Gianforte budget cuts taxes, invests in teacher pay, rewards job creation

Gov. Greg Gianforte ran on a campaign of cutting taxes and right-sizing state government, and on Thursday, he said his budget does all that he promised. (Martin Kidston/Missoula Current file photo)

Calling it a road map to Montana’s comeback, Gov. Greg Gianforte on Thursday unveiled his proposed budget, one that invests in teacher pay, cuts payroll taxes for roughly half of all working residents, and leaves around $450 million in reserves.

Gianforte ran on a campaign of cutting taxes and right-sizing state government, and on Thursday, he said his budget does all that he promised.

“It provides about $50 million in broad-based and targeted tax reductions,” he said. “Because we have the second highest individual income tax rate in the Rocky Mountain West, too many businesses chose to take their operations and the associated jobs to Wyoming, Colorado, Utah and Arizona.”

Under his proposal, Gianforte said working Montanans would keep more of what they earn by cutting the income tax rate to 6.75%. As a result, he said, roughly half of all working Montanans would see income tax cuts of around $30 million a year.
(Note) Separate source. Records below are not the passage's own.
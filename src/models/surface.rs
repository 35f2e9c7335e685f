//! Dense strike x YTE grids of one chain metric
//!
//! The grid is built from the samples actually present in a persisted chain
//! table. No interpolation happens: a (YTE, strike) pair that was never
//! observed stays `None` and renders as a gap.

use crate::error::{ChainError, Result};
use crate::models::chain::{STRIKE_COLUMN, YTE_COLUMN};
use crate::utils::polars_utils::float_column;
use ndarray::Array2;
use polars::prelude::DataFrame;
use serde::{Deserialize, Serialize};

/// One observed metric value
#[derive(Debug, Clone, Copy, PartialEq, Serialize, Deserialize)]
pub struct SurfaceSample {
    pub year_fraction: f64,
    pub strike: f64,
    pub value: f64,
}

impl SurfaceSample {
    pub fn is_finite(&self) -> bool {
        self.year_fraction.is_finite() && self.strike.is_finite() && self.value.is_finite()
    }
}

/// Metric values on the unique (YTE, strike) axes of a chain
#[derive(Debug, Clone, Serialize, Deserialize)]
pub struct SurfaceGrid {
    /// Name of the metric column
    pub metric: String,
    /// Unique year fractions, ascending
    pub year_fractions: Vec<f64>,
    /// Unique strikes, ascending
    pub strikes: Vec<f64>,
    /// Values indexed `[yte, strike]`, `None` where nothing was observed
    pub values: Array2<Option<f64>>,
}

impl SurfaceGrid {
    /// Build the grid for `metric` from a chain table read back from storage
    pub fn from_dataframe(df: &DataFrame, metric: &str) -> Result<Self> {
        let names = df.get_column_names();
        for column in [metric, STRIKE_COLUMN, YTE_COLUMN] {
            if !names.iter().any(|name| *name == column) {
                return Err(ChainError::UnknownColumn(column.to_string()));
            }
        }

        let year_fractions = float_column(df, YTE_COLUMN)?;
        let strikes = float_column(df, STRIKE_COLUMN)?;
        let values = float_column(df, metric)?;

        let samples: Vec<SurfaceSample> = year_fractions
            .into_iter()
            .zip(strikes)
            .zip(values)
            .filter_map(|((yte, strike), value)| match (yte, strike, value) {
                (Some(year_fraction), Some(strike), Some(value)) => Some(SurfaceSample {
                    year_fraction,
                    strike,
                    value,
                }),
                _ => None,
            })
            .collect();

        Ok(Self::from_samples(metric, &samples))
    }

    /// Build the grid from samples in table order. When two samples share a
    /// (YTE, strike) cell the later one wins. Samples with a non-finite
    /// coordinate or value are ignored.
    pub fn from_samples(metric: impl Into<String>, samples: &[SurfaceSample]) -> Self {
        let samples: Vec<&SurfaceSample> = samples.iter().filter(|s| s.is_finite()).collect();
        let year_fractions = sorted_unique(samples.iter().map(|s| s.year_fraction));
        let strikes = sorted_unique(samples.iter().map(|s| s.strike));

        let mut values = Array2::from_elem((year_fractions.len(), strikes.len()), None);
        for sample in samples {
            if let (Some(i), Some(j)) = (
                locate(&year_fractions, sample.year_fraction),
                locate(&strikes, sample.strike),
            ) {
                values[[i, j]] = Some(sample.value);
            }
        }

        Self {
            metric: metric.into(),
            year_fractions,
            strikes,
            values,
        }
    }

    pub fn get(&self, yte_index: usize, strike_index: usize) -> Option<f64> {
        self.values.get((yte_index, strike_index)).copied().flatten()
    }

    /// Observed cells as (year fraction, strike, value)
    pub fn observed(&self) -> impl Iterator<Item = (f64, f64, f64)> + '_ {
        self.values
            .indexed_iter()
            .filter_map(move |((i, j), value)| {
                value.map(|v| (self.year_fractions[i], self.strikes[j], v))
            })
    }

    pub fn observed_count(&self) -> usize {
        self.values.iter().filter(|v| v.is_some()).count()
    }

    /// Smallest and largest observed value
    pub fn value_range(&self) -> Option<(f64, f64)> {
        self.values.iter().flatten().fold(None, |range, &v| match range {
            None => Some((v, v)),
            Some((lo, hi)) => Some((f64::min(lo, v), f64::max(hi, v))),
        })
    }

    pub fn is_empty(&self) -> bool {
        self.observed_count() == 0
    }
}

fn sorted_unique(values: impl Iterator<Item = f64>) -> Vec<f64> {
    let mut axis: Vec<f64> = values.collect();
    axis.sort_by(f64::total_cmp);
    axis.dedup();
    axis
}

fn locate(axis: &[f64], value: f64) -> Option<usize> {
    axis.binary_search_by(|probe| probe.total_cmp(&value)).ok()
}
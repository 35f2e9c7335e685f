//! WebDriver-backed chain source
//!
//! All page structure knowledge (selectors, the title attribute carrying the
//! expiration label, the table layout) is confined to this module.

use crate::api::source::{ChainSource, RawTable};
use crate::api::wait::wait_until;
use crate::config::{BrowserConfig, ScrapeConfig};
use crate::error::{ChainError, Result};
use async_trait::async_trait;
use fantoccini::elements::Element;
use fantoccini::{Client, ClientBuilder, Locator};
use tracing::{debug, info, warn};

/// An open WebDriver session.
///
/// Always end with [`BrowserSession::close`]; the session lives in the
/// WebDriver server, not in this process.
pub struct BrowserSession {
    client: Client,
}

impl BrowserSession {
    pub async fn connect(config: &BrowserConfig) -> Result<Self> {
        let client = ClientBuilder::native()
            .capabilities(config.capabilities())
            .connect(&config.webdriver_url)
            .await?;
        info!("Opened WebDriver session at {}", config.webdriver_url);
        Ok(Self { client })
    }

    pub fn client(&self) -> &Client {
        &self.client
    }

    /// Release the session. Failures are logged, never raised, so the
    /// caller's own outcome is what gets reported.
    pub async fn close(self) {
        match self.client.close().await {
            Ok(()) => info!("Closed WebDriver session"),
            Err(e) => warn!("Failed to close WebDriver session: {}", e),
        }
    }
}

/// Chain source driving a live page through WebDriver
pub struct WebDriverSource {
    client: Client,
    config: ScrapeConfig,
}

impl WebDriverSource {
    pub fn new(session: &BrowserSession, config: ScrapeConfig) -> Self {
        Self {
            client: session.client().clone(),
            config,
        }
    }

    async fn first(&self, selector: &str) -> Result<Option<Element>> {
        let found = self.client.find_all(Locator::Css(selector)).await?;
        Ok(found.into_iter().next())
    }

    async fn container(&self) -> Result<Element> {
        let selector = &self.config.selectors.container;
        self.first(selector)
            .await?
            .ok_or_else(|| ChainError::PageError(format!("root container '{}' is gone", selector)))
    }

    async fn controls(&self) -> Result<Vec<Element>> {
        let container = self.container().await?;
        let controls = container
            .find_all(Locator::Css(&self.config.selectors.expiration_control))
            .await?;
        Ok(controls)
    }

    /// Text of the table currently shown, used to notice a refresh
    async fn fingerprint(&self) -> Result<Option<String>> {
        match self.first(&self.config.selectors.table).await? {
            Some(table) => Ok(Some(table.text().await?)),
            None => Ok(None),
        }
    }
}

#[async_trait]
impl ChainSource for WebDriverSource {
    async fn open(&mut self, symbol: &str) -> Result<()> {
        let url = self.config.chain_url(symbol)?;
        self.client.goto(url.as_str()).await?;
        info!("Fetched option chain from {}", url);

        let selector = self.config.selectors.container.as_str();
        let source = &*self;
        wait_until(
            &format!("root container '{}'", selector),
            self.config.container_timeout,
            self.config.poll_interval,
            || async move { source.first(selector).await },
        )
        .await?;
        info!("Found root container");
        Ok(())
    }

    async fn expiration_labels(&mut self) -> Result<Vec<Option<String>>> {
        let controls = self.controls().await?;
        info!("Found {} expiration controls", controls.len());

        let mut labels = Vec::with_capacity(controls.len());
        for control in &controls {
            let title = control.attr("title").await?;
            labels.push(title.filter(|t| !t.trim().is_empty()));
        }
        Ok(labels)
    }

    async fn select_expiration(&mut self, index: usize) -> Result<()> {
        let controls = self.controls().await?;
        let control = controls.get(index).ok_or_else(|| {
            ChainError::PageError(format!(
                "expiration control {} disappeared ({} present)",
                index,
                controls.len()
            ))
        })?;

        let before = self.fingerprint().await?;
        control.click().await?;

        let source = &*self;
        let refreshed = wait_until(
            "table refresh",
            self.config.settle_timeout,
            self.config.poll_interval,
            || {
                let before = before.clone();
                async move {
                    let now = source.fingerprint().await?;
                    Ok::<_, ChainError>(match now {
                        Some(text) if Some(&text) != before.as_ref() => Some(()),
                        _ => None,
                    })
                }
            },
        )
        .await;

        match refreshed {
            Ok(()) => debug!("Table refreshed after selecting expiration {}", index),
            Err(ChainError::Timeout { .. }) => debug!(
                "No visible table change within {:?} after selecting expiration {}",
                self.config.settle_timeout, index
            ),
            Err(e) => return Err(e),
        }
        Ok(())
    }

    async fn read_table(&mut self) -> Result<RawTable> {
        let selectors = &self.config.selectors;
        let source = &*self;
        let table = wait_until(
            &format!("data table '{}'", selectors.table),
            self.config.table_timeout,
            self.config.poll_interval,
            || async move { source.first(&selectors.table).await },
        )
        .await?;

        let mut header = Vec::new();
        for cell in table.find_all(Locator::Css(&selectors.header_cell)).await? {
            header.push(cell.text().await?);
        }

        let mut rows = Vec::new();
        for row in table.find_all(Locator::Css(&selectors.body_row)).await? {
            let mut cells = Vec::new();
            for cell in row.find_all(Locator::Css(&selectors.body_cell)).await? {
                cells.push(cell.text().await?);
            }
            rows.push(cells);
        }

        debug!("Read table with {} header cells and {} rows", header.len(), rows.len());
        Ok(RawTable { header, rows })
    }
}
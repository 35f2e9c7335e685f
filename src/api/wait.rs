use crate::error::{ChainError, Result};
use std::future::Future;
use std::time::Duration;
use tokio::time::Instant;
use tracing::trace;

/// Poll `probe` until it yields a value or `timeout` elapses.
///
/// The probe runs at least once. Errors from the probe end the wait
/// immediately; running out of time gives `ChainError::Timeout`.
pub async fn wait_until<T, F, Fut>(
    what: &str,
    timeout: Duration,
    interval: Duration,
    mut probe: F,
) -> Result<T>
where
    F: FnMut() -> Fut,
    Fut: Future<Output = Result<Option<T>>>,
{
    let deadline = Instant::now() + timeout;
    let mut attempts = 0u32;
    loop {
        attempts += 1;
        if let Some(value) = probe().await? {
            trace!("{} ready after {} probes", what, attempts);
            return Ok(value);
        }

        let now = Instant::now();
        if now >= deadline {
            return Err(ChainError::Timeout {
                what: what.to_string(),
                after: timeout,
            });
        }
        tokio::time::sleep(interval.min(deadline - now)).await;
    }
}
//! Expiration descriptors decoded from expiration control labels

use crate::error::{ChainError, Result};
use chrono::NaiveDate;
use serde::{Deserialize, Serialize};
use std::fmt;

const LABEL_DATE_FORMAT: &str = "%b %d, %Y";

/// One expiration offered by the chain view
#[derive(Debug, Clone, Copy, PartialEq, Serialize, Deserialize)]
pub struct ExpirationDescriptor {
    /// Calendar date of the expiration
    pub date: NaiveDate,
    /// Day count shown next to the date on the control
    pub days_to_expiration: u32,
    /// `days_to_expiration / trading days per year`, 4 decimals
    pub year_fraction: f64,
}

impl ExpirationDescriptor {
    pub fn new(date: NaiveDate, days_to_expiration: u32, trading_days_per_year: u32) -> Self {
        let year_fraction = round4(days_to_expiration as f64 / trading_days_per_year as f64);
        Self {
            date,
            days_to_expiration,
            year_fraction,
        }
    }

    /// Parse a label of the form `"Sep 29, 2025 (12)"`
    pub fn parse(label: &str, trading_days_per_year: u32) -> Result<Self> {
        let tokens: Vec<&str> = label.split_whitespace().collect();
        if tokens.len() != 4 {
            return Err(ChainError::ParseError(format!(
                "expected '<Mon> <Day>, <Year> (<N>)', got '{}'",
                label
            )));
        }

        let date_str = tokens[..3].join(" ");
        let date = NaiveDate::parse_from_str(&date_str, LABEL_DATE_FORMAT).map_err(|e| {
            ChainError::ParseError(format!("invalid expiration date '{}': {}", date_str, e))
        })?;

        let count = tokens[3]
            .strip_prefix('(')
            .and_then(|t| t.strip_suffix(')'))
            .ok_or_else(|| {
                ChainError::ParseError(format!("missing parenthesized day count in '{}'", label))
            })?;
        let days_to_expiration = count.parse::<u32>().map_err(|_| {
            ChainError::ParseError(format!("day count '{}' is not a non-negative integer", count))
        })?;

        Ok(Self::new(date, days_to_expiration, trading_days_per_year))
    }

    /// ISO `YYYY-MM-DD` form used in the persisted table
    pub fn iso_date(&self) -> String {
        self.date.format("%Y-%m-%d").to_string()
    }
}

impl fmt::Display for ExpirationDescriptor {
    fn fmt(&self, f: &mut fmt::Formatter<'_>) -> fmt::Result {
        write!(
            f,
            "{} | DTE={} | YTE={}",
            self.iso_date(),
            self.days_to_expiration,
            self.year_fraction
        )
    }
}

pub(crate) fn round4(value: f64) -> f64 {
    (value * 10_000.0).round() / 10_000.0
}

#[cfg(test)]
mod tests {
    use super::*;

    #[test]
    fn parses_well_formed_label() {
        let d = ExpirationDescriptor::parse("Sep 29, 2025 (12)", 252).unwrap();
        assert_eq!(d.date, NaiveDate::from_ymd_opt(2025, 9, 29).unwrap());
        assert_eq!(d.days_to_expiration, 12);
        assert_eq!(d.year_fraction, round4(12.0 / 252.0));
        assert_eq!(d.year_fraction, 0.0476);
        assert_eq!(d.iso_date(), "2025-09-29");
    }

    #[test]
    fn year_fraction_matches_rounded_ratio_for_many_counts() {
        for dte in [0u32, 1, 5, 30, 63, 126, 251, 252, 400, 1000] {
            let label = format!("Mar 3, 2027 ({})", dte);
            let d = ExpirationDescriptor::parse(&label, 252).unwrap();
            let expected = ((dte as f64 / 252.0) * 10_000.0).round() / 10_000.0;
            assert_eq!(d.year_fraction, expected, "dte {}", dte);
        }
    }

    #[test]
    fn zero_days_is_valid() {
        let d = ExpirationDescriptor::parse("Jan 2, 2026 (0)", 252).unwrap();
        assert_eq!(d.days_to_expiration, 0);
        assert_eq!(d.year_fraction, 0.0);
    }

    #[test]
    fn rejects_wrong_token_count() {
        assert!(ExpirationDescriptor::parse("Sep 29, 2025", 252).is_err());
        assert!(ExpirationDescriptor::parse("Sep 29, 2025 (12) weekly", 252).is_err());
        assert!(ExpirationDescriptor::parse("", 252).is_err());
    }

    #[test]
    fn rejects_unknown_month() {
        assert!(ExpirationDescriptor::parse("Foo 29, 2025 (12)", 252).is_err());
    }

    #[test]
    fn rejects_impossible_calendar_date() {
        assert!(ExpirationDescriptor::parse("Feb 30, 2025 (12)", 252).is_err());
    }

    #[test]
    fn rejects_bad_day_count() {
        assert!(ExpirationDescriptor::parse("Sep 29, 2025 (abc)", 252).is_err());
        assert!(ExpirationDescriptor::parse("Sep 29, 2025 (-3)", 252).is_err());
        assert!(ExpirationDescriptor::parse("Sep 29, 2025 (1.5)", 252).is_err());
        assert!(ExpirationDescriptor::parse("Sep 29, 2025 12", 252).is_err());
    }

    #[test]
    fn later_expirations_have_larger_year_fractions() {
        let near = ExpirationDescriptor::parse("Oct 3, 2025 (5)", 252).unwrap();
        let far = ExpirationDescriptor::parse("Dec 26, 2025 (89)", 252).unwrap();
        assert!(near.date < far.date);
        assert!(near.year_fraction <= far.year_fraction);
    }
}
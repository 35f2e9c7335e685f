use crate::error::{ChainError, Result};
use dotenv::dotenv;
use serde::Deserialize;
use std::env;
use std::path::PathBuf;
use std::str::FromStr;
use std::time::Duration;

/// Trading days used to turn a day count into a year fraction
pub const TRADING_DAYS_PER_YEAR: u32 = 252;

/// Configuration for the WebDriver session
#[derive(Debug, Clone, Deserialize)]
pub struct BrowserConfig {
    /// WebDriver endpoint (chromedriver, geckodriver, selenium)
    pub webdriver_url: String,
    /// Run the browser without a window
    pub headless: bool,
    /// Extra command line arguments handed to the browser
    pub args: Vec<String>,
}

impl BrowserConfig {
    /// WebDriver capabilities for a Chrome session built from this config
    pub fn capabilities(&self) -> serde_json::Map<String, serde_json::Value> {
        let mut args = self.args.clone();
        if self.headless && !args.iter().any(|a| a.starts_with("--headless")) {
            args.insert(0, "--headless".to_string());
        }

        let mut caps = serde_json::Map::new();
        caps.insert(
            "goog:chromeOptions".to_string(),
            serde_json::json!({ "args": args }),
        );
        caps
    }
}

/// CSS selectors describing the upstream chain page
#[derive(Debug, Clone, Deserialize)]
pub struct Selectors {
    pub container: String,
    pub expiration_control: String,
    pub table: String,
    pub header_cell: String,
    pub body_row: String,
    pub body_cell: String,
}

impl Default for Selectors {
    fn default() -> Self {
        Self {
            container: "div.root-jBbUvk85".to_string(),
            expiration_control: "button.item-XO65o9RZ".to_string(),
            table: "div.root-jBbUvk85 table".to_string(),
            header_cell: "thead th".to_string(),
            body_row: "tbody tr".to_string(),
            body_cell: "td".to_string(),
        }
    }
}

/// Configuration for chain extraction
#[derive(Debug, Clone, Deserialize)]
pub struct ScrapeConfig {
    /// Text placed before the symbol in the chain URL
    pub url_prefix: String,
    /// Text placed after the symbol in the chain URL
    pub url_suffix: String,
    pub selectors: Selectors,
    /// Bound on the wait for the root container
    pub container_timeout: Duration,
    /// Bound on the wait for the data table after selecting an expiration
    pub table_timeout: Duration,
    /// Bound on the wait for the table to refresh after a selection
    pub settle_timeout: Duration,
    /// Delay between two probes of a condition wait
    pub poll_interval: Duration,
    pub trading_days_per_year: u32,
}

impl ScrapeConfig {
    /// Chain URL for an underlying
    pub fn chain_url(&self, symbol: &str) -> Result<url::Url> {
        let url = url::Url::parse(&format!("{}{}{}", self.url_prefix, symbol, self.url_suffix))?;
        Ok(url)
    }
}

/// Output locations and plot modes
#[derive(Debug, Clone, Deserialize)]
pub struct OutputConfig {
    pub data_dir: PathBuf,
    pub img_dir: PathBuf,
    /// Metric columns rendered as surfaces, one image each
    pub modes: Vec<String>,
}

impl OutputConfig {
    /// `data/<SYMBOL>chain.csv`
    pub fn chain_path(&self, symbol: &str) -> PathBuf {
        self.data_dir.join(format!("{}chain.csv", symbol))
    }

    /// `img/<SYMBOL><mode>.png`
    pub fn image_path(&self, symbol: &str, mode: &str) -> PathBuf {
        self.img_dir.join(format!("{}{}.png", symbol, mode))
    }

    /// Create the output directories if they are missing
    pub fn ensure_directories(&self) -> Result<()> {
        for dir in [&self.data_dir, &self.img_dir] {
            if !dir.exists() {
                std::fs::create_dir_all(dir)?;
            }
        }
        Ok(())
    }
}

/// Configuration for the application
#[derive(Debug, Clone, Deserialize)]
pub struct Config {
    pub browser: BrowserConfig,
    pub scrape: ScrapeConfig,
    pub output: OutputConfig,
    /// Log level
    pub log_level: String,
}

impl Config {
    /// Load configuration from environment variables
    pub fn from_env() -> Result<Self> {
        // Load .env file if it exists
        dotenv().ok();
        Self::from_lookup(|key| env::var(key).ok())
    }

    /// Build a configuration from any key lookup, falling back to defaults
    pub fn from_lookup<F>(lookup: F) -> Result<Self>
    where
        F: Fn(&str) -> Option<String>,
    {
        let defaults = Selectors::default();
        let text = |key: &str, default: &str| lookup(key).unwrap_or_else(|| default.to_string());

        let browser = BrowserConfig {
            webdriver_url: text("WEBDRIVER_URL", "http://localhost:4444"),
            headless: lookup("BROWSER_HEADLESS")
                .map(|v| v.to_lowercase() != "false")
                .unwrap_or(true),
            args: vec!["--disable-gpu".to_string(), "--no-sandbox".to_string()],
        };

        let selectors = Selectors {
            container: text("SELECTOR_CONTAINER", &defaults.container),
            expiration_control: text("SELECTOR_EXPIRATION", &defaults.expiration_control),
            table: text("SELECTOR_TABLE", &defaults.table),
            header_cell: text("SELECTOR_HEADER_CELL", &defaults.header_cell),
            body_row: text("SELECTOR_BODY_ROW", &defaults.body_row),
            body_cell: text("SELECTOR_BODY_CELL", &defaults.body_cell),
        };

        let millis = |key: &str, default: u64| -> Result<Duration> {
            Ok(Duration::from_millis(parse_or(&lookup, key, default)?))
        };
        let scrape = ScrapeConfig {
            url_prefix: text(
                "CHAIN_URL_PREFIX",
                "https://www.tradingview.com/options/?symbol=DERIBIT%3A",
            ),
            url_suffix: text("CHAIN_URL_SUFFIX", "USD"),
            selectors,
            container_timeout: millis("CONTAINER_TIMEOUT_MS", 10_000)?,
            table_timeout: millis("TABLE_TIMEOUT_MS", 10_000)?,
            settle_timeout: millis("SETTLE_TIMEOUT_MS", 3_000)?,
            poll_interval: millis("POLL_INTERVAL_MS", 250)?,
            trading_days_per_year: parse_or(&lookup, "TRADING_DAYS", TRADING_DAYS_PER_YEAR)?,
        };
        if scrape.trading_days_per_year == 0 {
            return Err(ChainError::ConfigError(
                "TRADING_DAYS must be greater than zero".to_string(),
            ));
        }

        let modes = text("PLOT_MODES", "IV,Delta,Gamma,Theta,Vega,Price")
            .split(',')
            .map(|m| m.trim().to_string())
            .filter(|m| !m.is_empty())
            .collect();

        let output = OutputConfig {
            data_dir: PathBuf::from(text("DATA_DIR", "data")),
            img_dir: PathBuf::from(text("IMG_DIR", "img")),
            modes,
        };

        Ok(Config {
            browser,
            scrape,
            output,
            log_level: text("LOG_LEVEL", "info"),
        })
    }

    /// Initialize logging based on configuration
    pub fn init_logging(&self) -> Result<()> {
        use tracing_subscriber::{fmt, EnvFilter};

        let filter =
            EnvFilter::try_from_default_env().unwrap_or_else(|_| EnvFilter::new(&self.log_level));

        fmt().with_env_filter(filter).with_target(true).init();

        Ok(())
    }
}

fn parse_or<F, T>(lookup: &F, key: &str, default: T) -> Result<T>
where
    F: Fn(&str) -> Option<String>,
    T: FromStr,
{
    match lookup(key) {
        Some(raw) => raw.trim().parse().map_err(|_| {
            ChainError::ConfigError(format!("{} is not a valid number: {}", key, raw))
        }),
        None => Ok(default),
    }
}
// Cursor contract checks: misuse is fatal, never a silent misread.
use chained_table::{Advance, ChainedTable};

fn small_table() -> ChainedTable<u32> {
    let mut t = ChainedTable::with_buckets(4).unwrap();
    for k in 0..6u32 {
        t.insert(u64::from(k), k).unwrap();
    }
    t
}

#[test]
#[should_panic(expected = "modified outside the cursor")]
fn insert_invalidates_cursor() {
    let mut t = small_table();
    let c = t.cursor();
    t.insert(100, 100).unwrap();
    let _ = c.get(&t);
}

#[test]
#[should_panic(expected = "modified outside the cursor")]
fn remove_invalidates_cursor() {
    let mut t = small_table();
    let mut c = t.cursor();
    t.remove(3);
    c.next(&t);
}

#[test]
#[should_panic(expected = "modified outside the cursor")]
fn clear_invalidates_cursor() {
    let mut t = small_table();
    let c = t.cursor();
    t.clear();
    let _ = c.past_end(&t);
}

#[test]
#[should_panic(expected = "other than the one that created it")]
fn foreign_table_rejected() {
    let t1 = small_table();
    let t2 = small_table();
    let c = t1.cursor();
    let _ = c.get(&t2);
}

#[test]
#[should_panic(expected = "modified outside the cursor")]
fn sibling_cursor_delete_invalidates_reader() {
    let mut t = small_table();
    let reader = t.cursor();
    let mut writer = t.cursor();
    writer.delete(&mut t).unwrap();
    let _ = reader.get(&t);
}

#[test]
fn value_updates_keep_cursor_valid() {
    let mut t = small_table();
    let mut c = t.cursor();
    let (k, _) = c.get(&t).unwrap();
    *t.get_mut(k).unwrap() += 10;
    t.insert(k, 77).unwrap();
    assert_eq!(c.get(&t), Some((k, &77)));
    assert!(c.next(&t));
}

#[test]
fn deleting_cursor_stays_valid_to_the_end() {
    let mut t = small_table();
    let mut c = t.cursor();
    let mut last = Advance::Advanced;
    let mut n = 0;
    while let Some(d) = c.delete(&mut t) {
        n += 1;
        last = d.advance;
    }
    assert_eq!(n, 6);
    assert_eq!(last, Advance::Exhausted);
    assert!(t.is_empty());
    assert!(c.past_end(&t));
    assert!(!c.next(&t));
}

#[test]
fn cloned_cursor_walks_independently() {
    let t = small_table();
    let mut a = t.cursor();
    a.next(&t);
    let mut b = a.clone();
    let mut rest_a = 0;
    while !a.past_end(&t) {
        rest_a += 1;
        a.next(&t);
    }
    assert!(!b.past_end(&t));
    let mut rest_b = 0;
    while b.get(&t).is_some() {
        rest_b += 1;
        b.next(&t);
    }
    assert_eq!(rest_a, 5);
    assert_eq!(rest_b, 5);
}
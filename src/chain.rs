//! Chain: the ordered run of links stored in one bucket.

use std::collections::TryReserveError;

slotmap::new_key_type! {
    /// Arena slot holding one entry's payload.
    pub(crate) struct EntrySlot;
}

/// Chain-resident record. The key is kept inline so scans never touch the
/// payload arena.
#[derive(Copy, Clone, Debug, Eq, PartialEq)]
pub(crate) struct Link {
    pub key: u64,
    pub slot: EntrySlot,
}

/// Links in insertion order. Removal keeps the survivors in order, which the
/// cursor relies on to fix up its position after a delete.
#[derive(Debug, Default)]
pub(crate) struct Chain {
    links: Vec<Link>,
}

impl Chain {
    pub fn new() -> Self {
        Self { links: Vec::new() }
    }

    #[inline]
    pub fn len(&self) -> usize {
        self.links.len()
    }

    #[inline]
    pub fn is_empty(&self) -> bool {
        self.links.is_empty()
    }

    /// Position of `key`, if linked here.
    #[inline]
    pub fn position(&self, key: u64) -> Option<usize> {
        self.links.iter().position(|l| l.key == key)
    }

    #[inline]
    pub fn get(&self, pos: usize) -> Option<&Link> {
        self.links.get(pos)
    }

    /// Make room for one more link without touching the contents.
    pub fn try_reserve_one(&mut self) -> Result<(), TryReserveError> {
        self.links.try_reserve(1)
    }

    /// Append. Callers reserve first when they need a failure signal.
    pub fn push(&mut self, link: Link) {
        debug_assert!(self.position(link.key).is_none(), "duplicate key in chain");
        self.links.push(link);
    }

    /// Detach the link at `pos`, shifting later links down by one.
    pub fn remove_at(&mut self, pos: usize) -> Link {
        self.links.remove(pos)
    }

    pub fn iter(&self) -> core::slice::Iter<'_, Link> {
        self.links.iter()
    }

    pub fn clear(&mut self) {
        self.links.clear();
    }
}

#[cfg(test)]
mod tests {
    use super::*;
    use slotmap::SlotMap;

    fn links(n: u64) -> (SlotMap<EntrySlot, ()>, Vec<Link>) {
        let mut arena = SlotMap::with_key();
        let v = (0..n)
            .map(|key| Link {
                key,
                slot: arena.insert(()),
            })
            .collect();
        (arena, v)
    }

    #[test]
    fn push_keeps_insertion_order() {
        let (_arena, ls) = links(4);
        let mut c = Chain::new();
        for l in &ls {
            c.try_reserve_one().unwrap();
            c.push(*l);
        }
        assert_eq!(c.len(), 4);
        let keys: Vec<u64> = c.iter().map(|l| l.key).collect();
        assert_eq!(keys, vec![0, 1, 2, 3]);
        assert_eq!(c.position(2), Some(2));
        assert_eq!(c.position(9), None);
    }

    #[test]
    fn remove_at_preserves_survivor_order() {
        let (_arena, ls) = links(5);
        let mut c = Chain::new();
        for l in &ls {
            c.push(*l);
        }
        let gone = c.remove_at(1);
        assert_eq!(gone, ls[1]);
        let keys: Vec<u64> = c.iter().map(|l| l.key).collect();
        assert_eq!(keys, vec![0, 2, 3, 4]);
        assert_eq!(c.get(1).map(|l| l.key), Some(2));
    }

    #[test]
    fn empty_chain() {
        let mut c = Chain::new();
        assert!(c.is_empty());
        assert!(c.get(0).is_none());
        let (_arena, ls) = links(1);
        c.push(ls[0]);
        c.clear();
        assert!(c.is_empty());
    }
}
“This is just a first step,” he said. “As we find greater efficiencies in government and our economy continues to grow, we’ll continue to cut taxes and make Montana more competitive with our neighbors. Our goal is to continue cutting tax rates in incremental steps over time.”

Montana Democratic leaders, including Senate Minority Jill Cohenour and House Minority Leader Kim Abbott, said they’d be watching the budget process closely and opposed deep cuts to government services.

“The Governor’s proposal is the starting point of a lengthy legislative budget process. Democrats are committed to creating jobs and opportunity for all Montanans, and that means holding the line on unnecessary cuts made on the backs of working families to pay for tax breaks for the wealthy,” they said in a joint release on Thursday.

The budget would also waive up to $200,000 in business equipment taxes for small businesses. He said around 4,000 small business owners would no longer have to value their equipment or pay the tax up to that amount.

It also provides incentives for businesses to relocate to Montana and bring jobs to the state. It targets the state’s reappraisal process as well and the role it plays in driving up home values.

“Every two years like clockwork, reappraisals drive up Montanans’ property tax bills,” Gianforte said. “Our budget provides an additional $3 million per year to help lower-income Montanans, including seniors and disabled vets, who shouldn’t have to choose between putting food on the table and paying prescription drug cots or paying skyrocketing property taxes.”

Gianforte’s budget also looks toward education. Among other things, it would provide around $2.5 million in incentives for local school districts to improve teacher pay through Tomorrow’s Educators Coming Home Act.

“Montana has the worst starting teaching pay in the country today,” he said. “It makes it hard to recruit starting teachers. The salary forces teachers to leave. We must do better.”

Also on education, Gianforte’s budget would invest in trades education in an attempt to close the gap between businesses needing workers and the state’s lack of skilled workers.

It’s been a challenge for years and with the Baby Boomer generation nearing retirement, economic experts believe the problem will worsen if not addressed.

“We hear from small businesses around the state that they can’t find enough skilled workers. This budget helps bridge that skills gap by boosting trades education. This will help create better opportunities for Montanans across the state.”

Budget Director Kurt Alme

Gianforte’s campaign platform also targeted drug addiction, and his budget would invest around $23 million in state and federal funding each year to community substance abuse and treatment programs.

Some of that revenue would come from state taxes on marijuana, which voters approved in November. It also taps into the tobacco tax revenue to build what he called the Healing and Ending Addiction Through Recovery and Treatment fund.

“The HEART fund will help fill the gaps in our current system,” he said. “When leveraged with federal Medicaid funds, it will fund a full continuum of substance abuse prevention and treatment programs in  communities across the state.”

The budget also provides funding to five drug courts and would add 14 new parole and probation officers to help provide reentry services, along with more mental health and substance abuse treatment programs in the correctional system.

Gallatin and Flathead counties would receive an additional District Court judge.

“After a decade of out-of-control spending increases, this budget brings fiscal responsible back to state government while providing essential services,” Gianforte said. “Total general fund increases increase less than 1% per year. This will help unlock our state’s full potential.”

The vast majority of the savings come from decreasing the increases proposed in the budget presented by former Gov. Steve Bullock.

Budget Director Kurt Alme said the budget cuts general fund spending by $100 million over the biennium compared to Bullock’s proposed budget. Gianforte’s budget doesn’t dip into the budget stabilization fund, Alme said.

“It leaves us with a strong ending fund balance that’s $50 million greater than that of our previous administration’s budget,” Alme said. “We’ll accomplish lower taxes, more jobs and greater competitiveness. This budget really is the road map to a Montana comeback.”